A Copa do Mundo de 2026, que já nos presenteou com narrativas humanas inspiradoras e resultados inesperados, revela um tabuleiro tático cada vez mais sofisticado. Longe dos holofotes dos gols espetaculares ou das defesas milagrosas, uma revolução silenciosa, mas profundamente impactante, está redefinindo a forma como as seleções constroem o jogo: a ascensão do "terceiro zagueiro" e a fluidez posicional na fase de construção.
O Maestro da Construção: O Volante como Terceiro Zagueiro
Esqueça o zagueiro clássico, pesado e com atribuições estritamente defensivas. No Mundial de 2026, a linha de defesa se tornou o ponto de partida para a orquestração ofensiva, e a figura do volante que recua para atuar como um "terceiro zagueiro" é o maestro dessa nova sinfonia tática. Essa movimentação não é meramente um ajuste defensivo, mas uma estratégia deliberada para quebrar a pressão adversária e gerar superioridade numérica desde a primeira fase da posse de bola.
Historicamente, as Copas do Mundo foram palco de inovações táticas marcantes, desde o Carrossel Holandês de Rinus Michels em 1970 até o pragmatismo defensivo de Carlos Bilardo em 1986. Em 2026, a tendência é a replicação e aprimoramento de modelos consolidados nas grandes ligas, com a pressão alta, o futebol vertical e direto, e os papéis híbridos se destacando. Dentro desse panorama, a manobra do "terceiro zagueiro" ganha contornos ainda mais refinados.
Como Funciona: A Metamorfose Tática em Campo
Quando um volante de saída de bola recua e se posiciona entre os dois zagueiros centrais, ele não apenas oferece uma linha de passe a mais para o goleiro, mas libera os laterais para avançarem a alturas mais agressivas no campo. Essa metamorfose de um 4-3-3 ou 4-2-3-1 inicial para um 3-2-5 ou até um 3-4-3 em fase ofensiva desorienta as linhas de marcação adversárias, que se veem obrigadas a escolher entre seguir os laterais abertos ou manter a compactação central. A Seleção Brasileira de Ancelotti, por exemplo, demonstrou essa flexibilidade ao alternar um 4-3-3 que se transformava em um 3-2-5 com o lateral Danilo recuando e Douglas Santos avançando, enquanto Paquetá descia para a linha de Casemiro e Bruno Guimarães saltava para a linha ofensiva.
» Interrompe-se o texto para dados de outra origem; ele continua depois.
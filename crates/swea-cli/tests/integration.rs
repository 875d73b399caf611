#![allow(deprecated)]
use assert_cmd::Command;
use predicates::prelude::*;
use std::process::{Child, Stdio};
use std::time::{Duration, Instant};
use tempfile::TempDir;

fn swea(dir: &TempDir) -> Command {
    let mut cmd = Command::cargo_bin("swea").unwrap();
    cmd.current_dir(dir.path())
        .env("SWEA_ROOT", dir.path())
        .env_remove("SWEA_SERVER");
    cmd
}

// ---------------------------------------------------------------------------
// Offline behaviour
// ---------------------------------------------------------------------------

#[test]
fn help_lists_subcommands() {
    let dir = TempDir::new().unwrap();
    swea(&dir)
        .arg("--help")
        .assert()
        .success()
        .stdout(predicate::str::contains("serve"))
        .stdout(predicate::str::contains("chat"))
        .stdout(predicate::str::contains("settings"));
}

#[test]
fn client_command_without_server_fails_cleanly() {
    let dir = TempDir::new().unwrap();
    swea(&dir)
        .args(["--server", "http://127.0.0.1:1", "status"])
        .assert()
        .failure()
        .stderr(predicate::str::starts_with("error:"))
        .stderr(predicate::str::contains("cannot reach swea server"));
}

#[test]
fn settings_set_rejects_invalid_json_before_connecting() {
    let dir = TempDir::new().unwrap();
    swea(&dir)
        .args(["--server", "http://127.0.0.1:1", "settings", "set", "{nope"])
        .assert()
        .failure()
        .stderr(predicate::str::contains("settings must be valid JSON"));
}

#[test]
fn settings_set_accepts_global_json_flag() {
    let dir = TempDir::new().unwrap();
    swea(&dir)
        .args(["--server", "http://127.0.0.1:1", "--json", "settings", "set", "{\"a\": 1}"])
        .assert()
        .failure()
        .code(1)
        .stderr(predicate::str::contains("cannot reach swea server"));
}

#[test]
fn chat_requires_project() {
    let dir = TempDir::new().unwrap();
    swea(&dir)
        .args(["chat", "hello"])
        .assert()
        .failure()
        .stderr(predicate::str::contains("--project"));
}

// ---------------------------------------------------------------------------
// Against a running server
// ---------------------------------------------------------------------------

/// Kills the server process when the test ends, pass or fail.
struct ServerGuard(Child);

impl Drop for ServerGuard {
    fn drop(&mut self) {
        let _ = self.0.kill();
        let _ = self.0.wait();
    }
}

fn free_port() -> u16 {
    std::net::TcpListener::bind("127.0.0.1:0")
        .unwrap()
        .local_addr()
        .unwrap()
        .port()
}

fn start_server(dir: &TempDir) -> (ServerGuard, String) {
    let port = free_port();
    let child = std::process::Command::new(assert_cmd::cargo::cargo_bin("swea"))
        .args(["serve", "--host", "127.0.0.1", "--port", &port.to_string()])
        .env("SWEA_ROOT", dir.path())
        .env_remove("OPENROUTER_API_KEY")
        .stdout(Stdio::null())
        .stderr(Stdio::null())
        .spawn()
        .unwrap();
    let guard = ServerGuard(child);
    let url = format!("http://127.0.0.1:{port}");

    let deadline = Instant::now() + Duration::from_secs(15);
    loop {
        let ok = swea(dir)
            .args(["--server", &url, "status"])
            .output()
            .unwrap()
            .status
            .success();
        if ok {
            break;
        }
        assert!(Instant::now() < deadline, "server did not start on {url}");
        std::thread::sleep(Duration::from_millis(100));
    }
    (guard, url)
}

#[test]
fn end_to_end_chat_without_api_key_records_error_reply() {
    let dir = TempDir::new().unwrap();
    let (_server, url) = start_server(&dir);

    swea(&dir)
        .args(["--server", &url, "new", "demo"])
        .assert()
        .success()
        .stdout(predicate::str::contains("created"));

    swea(&dir)
        .args(["--server", &url, "projects", "--json"])
        .assert()
        .success()
        .stdout(predicate::str::contains("\"demo\""));

    // No provider key: the run degrades to the error reply instead of failing.
    swea(&dir)
        .args(["--server", &url, "chat", "--project", "demo", "hello", "there"])
        .assert()
        .success()
        .stdout(predicate::str::contains("[AI Error] Could not generate a response."));

    let output = swea(&dir)
        .args(["--server", &url, "messages", "demo", "--json"])
        .output()
        .unwrap();
    assert!(output.status.success());
    let messages: serde_json::Value = serde_json::from_slice(&output.stdout).unwrap();
    let messages = messages.as_array().unwrap();
    assert_eq!(messages.len(), 2);
    assert_eq!(messages[0]["text"], "hello there");
    assert_eq!(messages[1]["origin"], "agent");

    swea(&dir)
        .args(["--server", &url, "state", "demo"])
        .assert()
        .success()
        .stdout(predicate::str::contains("Completed:      false"));

    swea(&dir)
        .args(["--server", &url, "delete", "demo"])
        .assert()
        .success();
    swea(&dir)
        .args(["--server", &url, "messages", "demo"])
        .assert()
        .failure()
        .stderr(predicate::str::contains("project not found: demo"));

    assert!(dir.path().join(".swea/swea.db").exists());
    assert!(dir.path().join(".swea/logs/swea.log").exists());
}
Exigências de Jogadores e o Papel da Tecnologia
Essa fluidez posicional exige jogadores com inteligência tática apurada, capacidade de ler o jogo e executar múltiplos papéis. O primeiro toque, a consciência espacial e a tomada rápida de decisões sob pressão tornam-se qualidades indispensáveis. A tecnologia, com a análise de dados e ferramentas de IA, como o Football AI Pro da FIFA, também está democratizando o acesso a insights táticos em tempo real, permitindo que as seleções simulem e ajustem suas estratégias de forma sem precedentes.
No entanto, a implementação dessas manobras sofisticadas exige tempo de trabalho e entrosamento, um privilégio que os treinadores de seleções nem sempre têm em um torneio tão curto e intenso. Como apontou o ex-atacante dinamarquês Jon Dahl Tomasson, membro do Grupo de Estudos Técnicos da FIFA:
"As rotações táticas como as do PSG são dificilmente vistas pela falta de tempo de trabalho."
A Batalha Tática no Xadrez Global
A Copa do Mundo de 2026, portanto, não é apenas um espetáculo de talentos individuais, mas um xadrez global onde a batalha se desenrola nos detalhes táticos. A capacidade de construir o jogo a partir da defesa, com a inteligência do "terceiro zagueiro" e a fluidez dos laterais e meias, é uma das tendências que mais marcam este Mundial, provando que, mesmo em um esporte com mais de um século de história, a prancheta ainda guarda espaço para a revolução. O sucesso de uma seleção pode residir, paradoxalmente, não em quem está mais à frente, mas em como se organiza desde a retaguarda.